Unions also give women a leg up. According to a new report from the Institute for Women’s Policy Research, the wage gap between men and women narrows for union women, from 77 cents for women in general compared with every dollar a man earns, to 89 cents for union women. And a union contract makes an even bigger difference for women of color.
Unions like the American Federation of Teachers are strengthening our families, schools and economy—at the bargaining table, ballot box and beyond.
Take what we’re doing in McDowell County, W.Va.—the eighth-poorest county in the nation. Our union brought together public and private partners who have collectively invested more than $16 million in the last four years. The county, which was built on the coal industry, is being transformed by things it never had before—like widespread broadband access, dental care and addiction treatment.
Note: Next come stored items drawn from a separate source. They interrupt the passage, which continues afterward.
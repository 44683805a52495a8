//! Configuration loading and parsing

use anyhow::{Context, Result};
use inspector_core::{PromiseFilterConfig, TimelineConfig};
use serde::{Deserialize, Serialize};
use std::fs;
use std::path::{Path, PathBuf};

/// Main application configuration (loaded from config.toml)
#[derive(Debug, Clone, Default, Deserialize, Serialize)]
pub struct AppConfig {
    #[serde(default)]
    pub timeline: TimelineConfig,
    #[serde(default)]
    pub promises: PromiseFilterConfig,
    #[serde(default)]
    pub devices: DevicesConfig,
}

#[derive(Debug, Clone, Default, Deserialize, Serialize)]
pub struct DevicesConfig {
    /// Directory holding the saved device lists; in-memory only when unset
    pub storage_dir: Option<PathBuf>,
}

/// Load configuration from a TOML file
pub fn load_config(path: &Path) -> Result<AppConfig> {
    let content = fs::read_to_string(path)
        .with_context(|| format!("Failed to read config file: {:?}", path))?;

    let config: AppConfig = toml::from_str(&content)
        .with_context(|| format!("Failed to parse config file: {:?}", path))?;

    Ok(config)
}

#[cfg(test)]
mod tests {
    use super::*;
    use inspector_core::PromiseStatus;
    use std::io::Write;

    #[test]
    fn test_config_deserialization() {
        let toml_content = r#"
            [timeline]
            flow_events = true
            hidden_events = ["Paint"]

            [promises]
            statuses = ["pending", "rejected"]

            [devices]
            storage_dir = "devices"
        "#;

        let config: AppConfig = toml::from_str(toml_content).unwrap();
        assert!(config.timeline.flow_events);
        assert_eq!(config.timeline.hidden_events, vec!["Paint".to_string()]);
        assert!(config.timeline.is_marker_event("MarkLoad"));
        assert!(config.promises.accept(PromiseStatus::Rejected));
        assert!(!config.promises.accept(PromiseStatus::Resolved));
        assert_eq!(config.devices.storage_dir, Some(PathBuf::from("devices")));
    }

    #[test]
    fn test_empty_config_uses_defaults() {
        let config: AppConfig = toml::from_str("").unwrap();
        assert!(!config.timeline.flow_events);
        assert!(config.promises.statuses.is_empty());
        assert!(config.devices.storage_dir.is_none());
    }

    #[test]
    fn test_load_config_reports_path() {
        let mut file = tempfile::NamedTempFile::new().unwrap();
        write!(file, "[timeline\n").unwrap();
        let err = load_config(file.path()).unwrap_err();
        assert!(err.to_string().contains("Failed to parse config file"));

        assert!(load_config(Path::new("/nonexistent/config.toml")).is_err());
    }
}
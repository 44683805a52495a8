//! Flow edge side channel
//!
//! Flow events link points in time across levels. They never occupy a level;
//! each begin opens a pending edge under its flow id, each step closes the
//! previous segment and opens the next one, and an end closes the edge and
//! forgets the id. Flows whose end never arrives stay open.

use super::event::{PhaseKind, TraceEvent};
use std::collections::HashMap;

/// A directed edge between two (time, level) points
#[derive(Debug, Clone, Copy, PartialEq)]
pub struct FlowEdge {
    pub start_time: f64,
    pub start_level: usize,
    pub end_time: Option<f64>,
    pub end_level: Option<usize>,
}

impl FlowEdge {
    pub fn is_closed(&self) -> bool {
        self.end_time.is_some()
    }
}

/// Collects flow edges in arrival order
#[derive(Debug, Default)]
pub struct FlowTracker {
    edges: Vec<FlowEdge>,
    pending_by_id: HashMap<String, usize>,
}

impl FlowTracker {
    pub fn new() -> Self {
        Self::default()
    }

    /// Feed one flow event seen at `level`; non-flow events are ignored
    pub fn record(&mut self, event: &TraceEvent, level: usize) {
        let Some(id) = event.id.as_deref() else {
            log::debug!("Flow event '{}' has no id, ignoring", event.name);
            return;
        };

        match event.kind() {
            PhaseKind::FlowBegin => {
                let index = self.open(event.start_time, level);
                self.pending_by_id.insert(id.to_string(), index);
            }
            PhaseKind::FlowStep => {
                self.close(id, event.start_time, level);
                let index = self.open(event.start_time, level);
                self.pending_by_id.insert(id.to_string(), index);
            }
            PhaseKind::FlowEnd => {
                self.close(id, event.start_time, level);
                self.pending_by_id.remove(id);
            }
            PhaseKind::Instant
            | PhaseKind::SyncSpan
            | PhaseKind::AsyncBegin
            | PhaseKind::AsyncStep
            | PhaseKind::AsyncEnd
            | PhaseKind::NestableAsync => {}
        }
    }

    fn open(&mut self, time: f64, level: usize) -> usize {
        self.edges.push(FlowEdge {
            start_time: time,
            start_level: level,
            end_time: None,
            end_level: None,
        });
        self.edges.len() - 1
    }

    fn close(&mut self, id: &str, time: f64, level: usize) {
        match self.pending_by_id.get(id) {
            Some(&index) => {
                let edge = &mut self.edges[index];
                edge.end_time = Some(time);
                edge.end_level = Some(level);
            }
            None => log::debug!("Flow '{}' continues without a begin, ignoring", id),
        }
    }

    /// Ids of flows still waiting for their next point
    pub fn pending_ids(&self) -> impl Iterator<Item = &str> {
        self.pending_by_id.keys().map(String::as_str)
    }

    pub fn edges(&self) -> &[FlowEdge] {
        &self.edges
    }

    pub fn into_edges(self) -> Vec<FlowEdge> {
        self.edges
    }
}

#[cfg(test)]
mod tests {
    use super::*;
    use crate::timeline::Phase;

    fn flow(phase: Phase, time: f64, id: &str) -> TraceEvent {
        TraceEvent::new("flow", phase, time, None).with_id(id)
    }

    #[test]
    fn test_begin_step_end() {
        let mut tracker = FlowTracker::new();
        tracker.record(&flow(Phase::FlowBegin, 1.0, "a"), 0);
        tracker.record(&flow(Phase::FlowStep, 2.0, "a"), 3);
        tracker.record(&flow(Phase::FlowEnd, 4.0, "a"), 1);

        let edges = tracker.edges();
        assert_eq!(edges.len(), 2);
        assert_eq!(edges[0], FlowEdge { start_time: 1.0, start_level: 0, end_time: Some(2.0), end_level: Some(3) });
        assert_eq!(edges[1], FlowEdge { start_time: 2.0, start_level: 3, end_time: Some(4.0), end_level: Some(1) });
        assert_eq!(tracker.pending_ids().count(), 0);
    }

    #[test]
    fn test_unclosed_flow_dangles() {
        let mut tracker = FlowTracker::new();
        tracker.record(&flow(Phase::FlowBegin, 1.0, "a"), 0);
        tracker.record(&flow(Phase::FlowBegin, 2.0, "b"), 1);
        tracker.record(&flow(Phase::FlowEnd, 3.0, "b"), 2);

        assert!(!tracker.edges()[0].is_closed());
        assert!(tracker.edges()[1].is_closed());
        assert_eq!(tracker.pending_ids().collect::<Vec<_>>(), vec!["a"]);
    }

    #[test]
    fn test_end_without_begin_is_ignored() {
        let mut tracker = FlowTracker::new();
        tracker.record(&flow(Phase::FlowEnd, 3.0, "ghost"), 2);
        tracker.record(&TraceEvent::span("task", 0.0, 1.0).with_id("x"), 0);
        assert!(tracker.edges().is_empty());
    }
}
And in New York City, our union’s work in encouraging infrastructure investments by pension funds is creating jobs by helping to finance the building of the new LaGuardia Airport. Five years ago, we made a commitment—through the Clinton Global Initiative with the AFL-CIO and the Building Trades—to invest $10 billion of our members’ pension funds into infrastructure. We’ve already created tens of thousands of good jobs, and the LaGuardia project furthers this commitment.
Yet we are still the object of unrelenting attacks. Politicians like Christie and Walker, and the wealthy special interests that support their plans, want to eliminate unions because they see anything that helps working families get a bigger piece of the economic pie as eroding their power.
The U.S. Supreme Court case Friedrichs v. California Teachers Association is their latest tactic. Focused exclusively on public service workers—like teachers, nurses and firefighters—the case could undermine unions’ efforts to make our voices heard on issues that affect all of us: fighting for smaller class sizes, working so we can all retire with dignity, holding billionaires accountable for paying their fair share, and making sure employers understand we are working harder and harder just to get by.
Walker has said that the way to eliminate unions is to “divide and conquer.” But that’s not what Americans want. Hardworking Americans know that, as Hillary Clinton has said, “When unions are strong, families are strong. And when families are strong, America is strong.”